Aussi, le texte que nous nous apprêtons à voter aujourd’hui est particulièrement attendu puisqu’il s’attaque au dossier épineux de ces travailleurs à bas coût. Il nous est proposé d’anticiper la directive d’exécution adoptée par le Parlement européen le 16 avril dernier. Nous devons nous en réjouir. Selon les auteurs de la proposition de loi, ce texte devrait permettre d’endiguer les fraudes. Il s’agit avant tout de mettre fin au sentiment d’impunité des entreprises sans scrupule qui contournent la réglementation européenne pour disposer d’une main-d’œuvre à bon marché.

Il nous fallait agir rapidement !

En première lecture, ma collègue Françoise Laborde avait fait part du soutien de notre groupe au présent texte, lequel traduit, à notre sens, une avancée pour nos salariés et nos petites entreprises confrontés à cette concurrence déloyale.

Il entérine notamment la responsabilité solidaire du maître d’ouvrage avec ses prestataires de services. Jusqu’à ce jour, seuls les sous-traitants étaient exposés à d’éventuelles sanctions.

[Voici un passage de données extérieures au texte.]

//! Entity reconciliation between a broad and a narrow panel.
//!
//! The narrow panel has priority: any entity it reports is taken from it
//! alone. Same-named entities of the broad panel are dropped before merging,
//! never averaged or overlaid.

use panel_model::{EntityPanel, LocationConfig};

use crate::error::{CoreError, Result};

/// Merged panel plus the broad entities that were superseded.
#[derive(Debug, Clone, Default, PartialEq)]
pub struct Reconciled {
    pub panel: EntityPanel,
    /// Broad entities dropped because the narrow panel reports them.
    pub replaced: Vec<String>,
    /// Whether the broad aggregate row was found and renamed.
    pub aggregate_renamed: bool,
}

/// Merges `narrow` into `broad`, giving `narrow` priority per entity.
///
/// The broad panel's aggregate entity (`aggregate_source`) is renamed to the
/// canonical aggregate identifier. Fails when both panels end up empty.
pub fn reconcile(
    mut broad: EntityPanel,
    narrow: EntityPanel,
    locations: &LocationConfig,
) -> Result<Reconciled> {
    let aggregate_renamed = broad.rename(&locations.aggregate_source, &locations.aggregate);

    let mut replaced = Vec::new();
    for entity in narrow.names() {
        if broad.remove(entity).is_some() {
            replaced.push(entity.to_string());
        }
    }

    if broad.is_empty() && narrow.is_empty() {
        return Err(CoreError::NothingToMerge);
    }

    if !replaced.is_empty() {
        tracing::info!(
            count = replaced.len(),
            entities = ?replaced,
            "Narrow source supersedes broad entities"
        );
    }

    broad.absorb(narrow);
    Ok(Reconciled {
        panel: broad,
        replaced,
        aggregate_renamed,
    })
}

#[cfg(test)]
mod tests {
    use super::*;
    use panel_model::{CanonicalMonth, TradeBundle, TradeMetric};

    fn month() -> CanonicalMonth {
        CanonicalMonth::new(2024, 3).unwrap()
    }

    fn panel(entries: &[(&str, f64)]) -> EntityPanel {
        let mut panel = EntityPanel::new();
        for (name, value) in entries {
            panel.insert(
                name,
                month(),
                TradeBundle::new().with(TradeMetric::COMBINED_CURRENT, *value),
            );
        }
        panel
    }

    fn value(panel: &EntityPanel, entity: &str) -> Option<f64> {
        panel.value(entity, month(), TradeMetric::COMBINED_CURRENT)
    }

    #[test]
    fn test_narrow_entities_take_priority() {
        let locations = LocationConfig {
            aggregate_source: "Total".to_string(),
            aggregate: "Aggregate".to_string(),
            ..LocationConfig::default()
        };
        let broad = panel(&[("Total", 100.0), ("CityA", 30.0), ("CityB", 20.0)]);
        let narrow = panel(&[("CityA", 32.0)]);

        let reconciled = reconcile(broad, narrow, &locations).unwrap();
        let merged = &reconciled.panel;
        assert_eq!(merged.len(), 3);
        assert_eq!(value(merged, "Aggregate"), Some(100.0));
        assert_eq!(value(merged, "CityA"), Some(32.0));
        assert_eq!(value(merged, "CityB"), Some(20.0));
        assert!(!merged.contains("Total"));
        assert_eq!(reconciled.replaced, vec!["CityA".to_string()]);
        assert!(reconciled.aggregate_renamed);
    }

    #[test]
    fn test_narrow_month_gaps_do_not_fall_back() {
        let mut broad = panel(&[("CityA", 30.0)]);
        broad.insert(
            "CityA",
            CanonicalMonth::new(2024, 4).unwrap(),
            TradeBundle::new().with(TradeMetric::COMBINED_CURRENT, 31.0),
        );
        let narrow = panel(&[("CityA", 32.0)]);
        let reconciled = reconcile(broad, narrow, &LocationConfig::default()).unwrap();
        let series = reconciled.panel.entity("CityA").unwrap();
        assert_eq!(series.len(), 1);
    }

    #[test]
    fn test_nothing_to_merge_is_error() {
        let err = reconcile(
            EntityPanel::new(),
            EntityPanel::new(),
            &LocationConfig::default(),
        )
        .unwrap_err();
        assert!(matches!(err, CoreError::NothingToMerge));
    }
}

Demain, les donneurs d’ordre pourront être tenus pour responsables.

Sans les transformer en « contrôleurs du travail », cette mesure devrait les amener à renforcer leur vigilance, à les responsabiliser et surtout à ne plus fermer les yeux sur ce qui se passe sur leurs chantiers. C’est une excellente chose !

Sans surprise, le Sénat et l’Assemblée nationale ont trouvé un accord sur les dispositions restant en discussion. Comme Mme le rapporteur l’a indiqué en commission mixte paritaire, le Sénat a sensiblement enrichi le texte, l’a clarifié, sans toutefois remettre en cause sa philosophie initiale.

Je pense notamment à la mise en place d’une sanction administrative qui, je n’en doute pas, sera plus dissuasive que l’actuelle amende contraventionnelle de 750 euros.

Je pense également à l’amendement présenté par le RDSE qui visait à supprimer le seuil de 15 000 euros prévu pour l’inscription sur la liste noire. Nous faisons le choix de laisser à la libre appréciation du juge le fait d’inscrire ou non une entreprise sur cette liste, quel que soit le montant de l’amende. Comme l’a rappelé Mme le rapporteur en commission mixte paritaire, seule une dizaine d’amendes pour travail illégal ont dépassé le seuil des 15 000 euros, en 2011 comme en 2012.

En revanche, il est raisonnable que la commission mixte paritaire soit revenue sur la disposition qui permettait au juge de demander le remboursement des aides publiques perçues les cinq années précédentes par une entreprise condamnée pour travail illégal. Si l’intention de ses auteurs était parfaitement louable, nous ne pouvons pas ignorer les conséquences particulièrement néfastes qu’aurait une telle sanction sur les salariés des entreprises concernées.

Dans le même esprit que celui qui a prévalu lors de la première lecture, les membres du groupe du RDSE souhaitent que cette proposition de loi soit adoptée au plus vite. Par conséquent, tous approuveront les conclusions de la commission mixte paritaire.